Data shown:
BEGIN
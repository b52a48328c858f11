//! Document assembly
//!
//! A document exclusively owns one head and one body, plus the
//! deferred client-side procedures. Rendering is pure: the companion
//! script is synthesized on every call and never appended to the
//! stored body, so repeated renders return identical output instead of
//! accumulating script nodes.

use crate::category::Container;
use crate::kinds::{Body, Header, MetadataLeaf, Plain};
use crate::node::{Markup, Text};
use crate::script::{self, ClientHandle, Procedure};
use crate::serializer::{self, DATA_ID_ATTR};
use crate::uid;

/// An HTML document with pre-seeded charset and title metadata.
pub struct Document {
    title: String,
    charset: String,
    lang: String,
    head: Header,
    body: Body,
    procedures: Vec<Procedure>,
    script_uid: String,
}

impl Document {
    /// Create a document with `utf-8` charset and English lang.
    pub fn new(title: &str) -> Self {
        Self::with_charset_lang(title, "utf-8", "en")
    }

    /// Create a document with explicit charset and language.
    pub fn with_charset_lang(title: &str, charset: &str, lang: &str) -> Self {
        let head = Header::new()
            .append(MetadataLeaf::new("meta").attr("charset", charset))
            .append(Plain::new("title").append(Text::pcdata(title)));
        Self {
            title: title.to_string(),
            charset: charset.to_string(),
            lang: lang.to_string(),
            head,
            body: Body::new(),
            procedures: Vec::new(),
            script_uid: uid::data_id("script"),
        }
    }

    pub fn title(&self) -> &str {
        &self.title
    }

    pub fn charset(&self) -> &str {
        &self.charset
    }

    pub fn lang(&self) -> &str {
        &self.lang
    }

    pub fn head(&self) -> &Header {
        &self.head
    }

    pub fn head_mut(&mut self) -> &mut Header {
        &mut self.head
    }

    pub fn body(&self) -> &Body {
        &self.body
    }

    pub fn body_mut(&mut self) -> &mut Body {
        &mut self.body
    }

    /// Queue a client-side procedure, emitted after the lookup table.
    pub fn defer(&mut self, procedure: Procedure) -> &mut Self {
        self.procedures.push(procedure);
        self
    }

    /// Handles of every colorized node across head and body.
    pub fn client_handles(&self) -> Vec<ClientHandle> {
        self.gathered()
            .into_iter()
            .filter(ClientHandle::is_colored)
            .collect()
    }

    /// Union of the head's and body's referenced-sets, deduplicated.
    fn gathered(&self) -> Vec<ClientHandle> {
        let mut handles = self.head.referenced();
        for handle in self.body.referenced() {
            if !handles.iter().any(|known| known.uid() == handle.uid()) {
                handles.push(handle);
            }
        }
        handles
    }

    /// Serialize the whole document.
    ///
    /// Emits the doctype, the head, and the body with the generated
    /// companion script as its final child. Pure: calling this twice
    /// yields byte-identical output.
    pub fn render(&self) -> String {
        let handles = self.gathered();
        tracing::debug!(
            "rendering document {:?}: {} client binding(s), {} procedure(s)",
            self.title,
            handles.iter().filter(|handle| handle.is_colored()).count(),
            self.procedures.len()
        );
        let bindings = script::render_bindings(&handles, &self.procedures);

        let mut out = String::new();
        out.push_str("<!doctype html>");
        out.push_str("<html lang=\"");
        out.push_str(&self.lang);
        out.push_str("\">");
        serializer::write_element(self.head.element(), &mut out);
        serializer::write_open_tag(self.body.element(), &mut out);
        serializer::write_children(self.body.element(), &mut out);
        out.push_str("<script ");
        out.push_str(DATA_ID_ATTR);
        out.push_str("=\"");
        out.push_str(&self.script_uid);
        out.push_str("\">");
        out.push_str(&bindings);
        out.push_str("</script>");
        serializer::write_close_tag(self.body.element(), &mut out);
        out.push_str("</html>");
        out
    }
}

impl std::fmt::Display for Document {
    fn fmt(&self, f: &mut std::fmt::Formatter<'_>) -> std::fmt::Result {
        f.write_str(&self.render())
    }
}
END
The problem:
The records above must be retyped in full, exactly.

Reply to the exercise:
repository b52a48328c858f11
//! Document assembly
//!
//! A document exclusively owns one head and one body, plus the
//! deferred client-side procedures. Rendering is pure: the companion
//! script is synthesized on every call and never appended to the
//! stored body, so repeated renders return identical output instead of
//! accumulating script nodes.

use crate::category::Container;
use crate::kinds::{Body, Header, MetadataLeaf, Plain};
use crate::node::{Markup, Text};
use crate::script::{self, ClientHandle, Procedure};
use crate::serializer::{self, DATA_ID_ATTR};
use crate::uid;

/// An HTML document with pre-seeded charset and title metadata.
pub struct Document {
    title: String,
    charset: String,
    lang: String,
    head: Header,
    body: Body,
    procedures: Vec<Procedure>,
    script_uid: String,
}

impl Document {
    /// Create a document with `utf-8` charset and English lang.
    pub fn new(title: &str) -> Self {
        Self::with_charset_lang(title, "utf-8", "en")
    }

    /// Create a document with explicit charset and language.
    pub fn with_charset_lang(title: &str, charset: &str, lang: &str) -> Self {
        let head = Header::new()
            .append(MetadataLeaf::new("meta").attr("charset", charset))
            .append(Plain::new("title").append(Text::pcdata(title)));
        Self {
            title: title.to_string(),
            charset: charset.to_string(),
            lang: lang.to_string(),
            head,
            body: Body::new(),
            procedures: Vec::new(),
            script_uid: uid::data_id("script"),
        }
    }

    pub fn title(&self) -> &str {
        &self.title
    }

    pub fn charset(&self) -> &str {
        &self.charset
    }

    pub fn lang(&self) -> &str {
        &self.lang
    }

    pub fn head(&self) -> &Header {
        &self.head
    }

    pub fn head_mut(&mut self) -> &mut Header {
        &mut self.head
    }

    pub fn body(&self) -> &Body {
        &self.body
    }

    pub fn body_mut(&mut self) -> &mut Body {
        &mut self.body
    }

    /// Queue a client-side procedure, emitted after the lookup table.
    pub fn defer(&mut self, procedure: Procedure) -> &mut Self {
        self.procedures.push(procedure);
        self
    }

    /// Handles of every colorized node across head and body.
    pub fn client_handles(&self) -> Vec<ClientHandle> {
        self.gathered()
            .into_iter()
            .filter(ClientHandle::is_colored)
            .collect()
    }

    /// Union of the head's and body's referenced-sets, deduplicated.
    fn gathered(&self) -> Vec<ClientHandle> {
        let mut handles = self.head.referenced();
        for handle in self.body.referenced() {
            if !handles.iter().any(|known| known.uid() == handle.uid()) {
                handles.push(handle);
            }
        }
        handles
    }

    /// Serialize the whole document.
    ///
    /// Emits the doctype, the head, and the body with the generated
    /// companion script as its final child. Pure: calling this twice
    /// yields byte-identical output.
    pub fn render(&self) -> String {
        let handles = self.gathered();
        tracing::debug!(
            "rendering document {:?}: {} client binding(s), {} procedure(s)",
            self.title,
            handles.iter().filter(|handle| handle.is_colored()).count(),
            self.procedures.len()
        );
        let bindings = script::render_bindings(&handles, &self.procedures);

        let mut out = String::new();
        out.push_str("<!doctype html>");
        out.push_str("<html lang=\"");
        out.push_str(&self.lang);
        out.push_str("\">");
        serializer::write_element(self.head.element(), &mut out);
        serializer::write_open_tag(self.body.element(), &mut out);
        serializer::write_children(self.body.element(), &mut out);
        out.push_str("<script ");
        out.push_str(DATA_ID_ATTR);
        out.push_str("=\"");
        out.push_str(&self.script_uid);
        out.push_str("\">");
        out.push_str(&bindings);
        out.push_str("</script>");
        serializer::write_close_tag(self.body.element(), &mut out);
        out.push_str("</html>");
        out
    }
}

impl std::fmt::Display for Document {
    fn fmt(&self, f: &mut std::fmt::Formatter<'_>) -> std::fmt::Result {
        f.write_str(&self.render())
    }
}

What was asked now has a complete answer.